Saved data entries>
* * *

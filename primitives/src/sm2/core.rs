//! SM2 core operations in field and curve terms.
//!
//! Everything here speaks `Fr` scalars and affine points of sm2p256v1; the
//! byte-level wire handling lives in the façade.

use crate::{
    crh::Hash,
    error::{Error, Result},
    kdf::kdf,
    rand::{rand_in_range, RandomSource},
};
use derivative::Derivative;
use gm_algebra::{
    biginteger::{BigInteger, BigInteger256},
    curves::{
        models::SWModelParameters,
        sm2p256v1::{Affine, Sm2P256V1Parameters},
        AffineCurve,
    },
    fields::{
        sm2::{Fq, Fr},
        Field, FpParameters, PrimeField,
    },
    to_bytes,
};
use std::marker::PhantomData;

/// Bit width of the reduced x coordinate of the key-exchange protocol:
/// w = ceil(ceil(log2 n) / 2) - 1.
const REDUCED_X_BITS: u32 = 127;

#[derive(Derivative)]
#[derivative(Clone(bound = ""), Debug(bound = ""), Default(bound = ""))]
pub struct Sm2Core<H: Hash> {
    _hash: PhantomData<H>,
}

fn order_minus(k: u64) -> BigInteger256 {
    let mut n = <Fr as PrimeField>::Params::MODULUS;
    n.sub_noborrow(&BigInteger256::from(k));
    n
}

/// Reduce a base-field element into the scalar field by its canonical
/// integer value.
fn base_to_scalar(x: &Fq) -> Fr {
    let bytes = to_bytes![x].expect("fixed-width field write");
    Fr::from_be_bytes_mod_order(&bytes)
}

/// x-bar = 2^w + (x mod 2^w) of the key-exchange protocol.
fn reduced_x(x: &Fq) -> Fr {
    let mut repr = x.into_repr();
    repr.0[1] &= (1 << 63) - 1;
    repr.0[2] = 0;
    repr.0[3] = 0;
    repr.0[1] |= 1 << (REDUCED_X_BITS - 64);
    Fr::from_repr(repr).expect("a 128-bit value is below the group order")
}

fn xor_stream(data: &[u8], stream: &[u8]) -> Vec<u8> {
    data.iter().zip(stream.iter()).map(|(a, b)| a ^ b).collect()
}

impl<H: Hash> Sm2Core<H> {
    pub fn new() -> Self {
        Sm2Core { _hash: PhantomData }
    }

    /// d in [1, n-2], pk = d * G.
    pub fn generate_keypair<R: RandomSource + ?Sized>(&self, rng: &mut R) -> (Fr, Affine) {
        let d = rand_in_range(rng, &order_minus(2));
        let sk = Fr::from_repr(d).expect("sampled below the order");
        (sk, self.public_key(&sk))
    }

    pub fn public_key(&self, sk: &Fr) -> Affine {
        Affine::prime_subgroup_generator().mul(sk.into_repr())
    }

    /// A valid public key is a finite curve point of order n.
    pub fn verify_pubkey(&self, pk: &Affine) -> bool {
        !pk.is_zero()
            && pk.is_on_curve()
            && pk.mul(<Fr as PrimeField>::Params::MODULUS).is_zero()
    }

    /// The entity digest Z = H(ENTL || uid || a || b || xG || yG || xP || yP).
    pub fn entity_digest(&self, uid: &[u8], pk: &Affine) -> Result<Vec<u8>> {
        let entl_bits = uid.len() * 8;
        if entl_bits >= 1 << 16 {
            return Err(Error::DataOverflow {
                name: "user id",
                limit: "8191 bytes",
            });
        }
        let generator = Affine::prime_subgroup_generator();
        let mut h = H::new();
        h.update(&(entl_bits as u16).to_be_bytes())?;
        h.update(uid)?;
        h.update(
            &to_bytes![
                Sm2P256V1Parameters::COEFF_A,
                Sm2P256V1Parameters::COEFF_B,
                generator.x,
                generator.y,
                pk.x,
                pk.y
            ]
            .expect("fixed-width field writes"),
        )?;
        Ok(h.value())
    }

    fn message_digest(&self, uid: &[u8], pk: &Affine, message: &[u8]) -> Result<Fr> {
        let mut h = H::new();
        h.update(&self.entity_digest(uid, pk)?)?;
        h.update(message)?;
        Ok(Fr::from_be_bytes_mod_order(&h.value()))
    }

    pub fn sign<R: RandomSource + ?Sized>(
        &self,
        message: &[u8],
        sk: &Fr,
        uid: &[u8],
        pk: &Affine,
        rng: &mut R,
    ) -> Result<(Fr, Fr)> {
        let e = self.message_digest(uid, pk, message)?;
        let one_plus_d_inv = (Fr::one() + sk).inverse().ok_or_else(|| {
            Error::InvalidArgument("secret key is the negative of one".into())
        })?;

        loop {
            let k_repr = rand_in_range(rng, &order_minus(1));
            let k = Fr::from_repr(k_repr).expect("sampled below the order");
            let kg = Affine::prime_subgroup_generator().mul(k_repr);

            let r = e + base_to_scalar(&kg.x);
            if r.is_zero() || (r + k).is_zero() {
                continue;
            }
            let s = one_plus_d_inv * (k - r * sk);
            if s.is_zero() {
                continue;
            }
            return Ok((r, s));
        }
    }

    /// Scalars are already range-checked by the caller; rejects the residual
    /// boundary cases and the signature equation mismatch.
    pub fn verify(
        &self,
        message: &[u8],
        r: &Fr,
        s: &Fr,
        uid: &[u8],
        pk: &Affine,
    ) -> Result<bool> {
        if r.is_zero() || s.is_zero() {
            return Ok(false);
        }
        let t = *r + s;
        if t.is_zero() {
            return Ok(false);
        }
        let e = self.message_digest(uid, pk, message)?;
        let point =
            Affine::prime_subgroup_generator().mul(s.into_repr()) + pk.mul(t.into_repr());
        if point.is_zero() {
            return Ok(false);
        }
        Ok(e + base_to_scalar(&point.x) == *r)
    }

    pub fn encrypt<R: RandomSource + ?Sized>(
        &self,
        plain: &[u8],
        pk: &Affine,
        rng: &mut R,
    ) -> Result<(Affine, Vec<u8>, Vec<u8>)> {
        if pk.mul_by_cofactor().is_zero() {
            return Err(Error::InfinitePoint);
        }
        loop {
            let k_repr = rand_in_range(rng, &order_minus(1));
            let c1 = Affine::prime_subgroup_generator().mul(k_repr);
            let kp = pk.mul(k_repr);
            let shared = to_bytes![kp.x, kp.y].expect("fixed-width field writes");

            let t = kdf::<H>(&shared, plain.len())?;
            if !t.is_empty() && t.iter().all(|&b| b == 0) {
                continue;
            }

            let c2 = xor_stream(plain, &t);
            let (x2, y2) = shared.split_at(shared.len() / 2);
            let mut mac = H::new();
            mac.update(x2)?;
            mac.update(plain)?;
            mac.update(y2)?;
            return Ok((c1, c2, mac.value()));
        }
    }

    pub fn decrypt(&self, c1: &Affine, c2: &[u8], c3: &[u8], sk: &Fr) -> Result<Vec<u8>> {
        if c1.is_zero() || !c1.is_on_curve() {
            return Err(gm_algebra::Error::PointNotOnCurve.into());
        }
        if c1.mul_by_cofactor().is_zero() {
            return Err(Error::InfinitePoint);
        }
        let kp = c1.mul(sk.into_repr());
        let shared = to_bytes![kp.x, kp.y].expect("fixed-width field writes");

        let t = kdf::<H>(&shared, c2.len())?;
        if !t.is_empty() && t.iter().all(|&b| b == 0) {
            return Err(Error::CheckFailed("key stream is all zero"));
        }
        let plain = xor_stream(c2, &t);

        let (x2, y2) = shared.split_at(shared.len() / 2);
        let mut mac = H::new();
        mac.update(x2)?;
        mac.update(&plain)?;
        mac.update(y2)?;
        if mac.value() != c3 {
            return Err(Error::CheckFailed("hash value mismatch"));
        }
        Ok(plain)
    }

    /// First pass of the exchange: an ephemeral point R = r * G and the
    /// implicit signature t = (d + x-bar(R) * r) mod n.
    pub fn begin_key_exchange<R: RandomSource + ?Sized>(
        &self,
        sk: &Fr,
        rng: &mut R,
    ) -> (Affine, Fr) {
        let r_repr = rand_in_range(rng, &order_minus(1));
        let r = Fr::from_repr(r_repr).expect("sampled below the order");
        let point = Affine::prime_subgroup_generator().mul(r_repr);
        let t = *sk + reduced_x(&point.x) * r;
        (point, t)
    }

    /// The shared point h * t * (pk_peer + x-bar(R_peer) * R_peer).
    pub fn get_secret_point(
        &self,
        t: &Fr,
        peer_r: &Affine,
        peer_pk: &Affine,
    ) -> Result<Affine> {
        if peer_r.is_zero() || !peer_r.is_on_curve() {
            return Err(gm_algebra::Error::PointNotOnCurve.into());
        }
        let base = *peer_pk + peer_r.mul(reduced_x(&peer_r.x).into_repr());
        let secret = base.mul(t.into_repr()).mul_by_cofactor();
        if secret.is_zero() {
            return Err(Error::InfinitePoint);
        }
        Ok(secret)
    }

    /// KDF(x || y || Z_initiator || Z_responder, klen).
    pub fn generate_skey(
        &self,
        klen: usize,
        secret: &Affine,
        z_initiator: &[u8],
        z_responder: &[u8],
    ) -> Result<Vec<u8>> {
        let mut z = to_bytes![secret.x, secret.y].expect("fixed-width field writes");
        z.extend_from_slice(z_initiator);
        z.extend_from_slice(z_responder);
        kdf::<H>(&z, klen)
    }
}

* * *

Task details> Lines from the entries that contain the word "CheckFailed" are what the answer must hold.

Response to this exercise>
            return Err(Error::CheckFailed("key stream is all zero"));
            return Err(Error::CheckFailed("hash value mismatch"));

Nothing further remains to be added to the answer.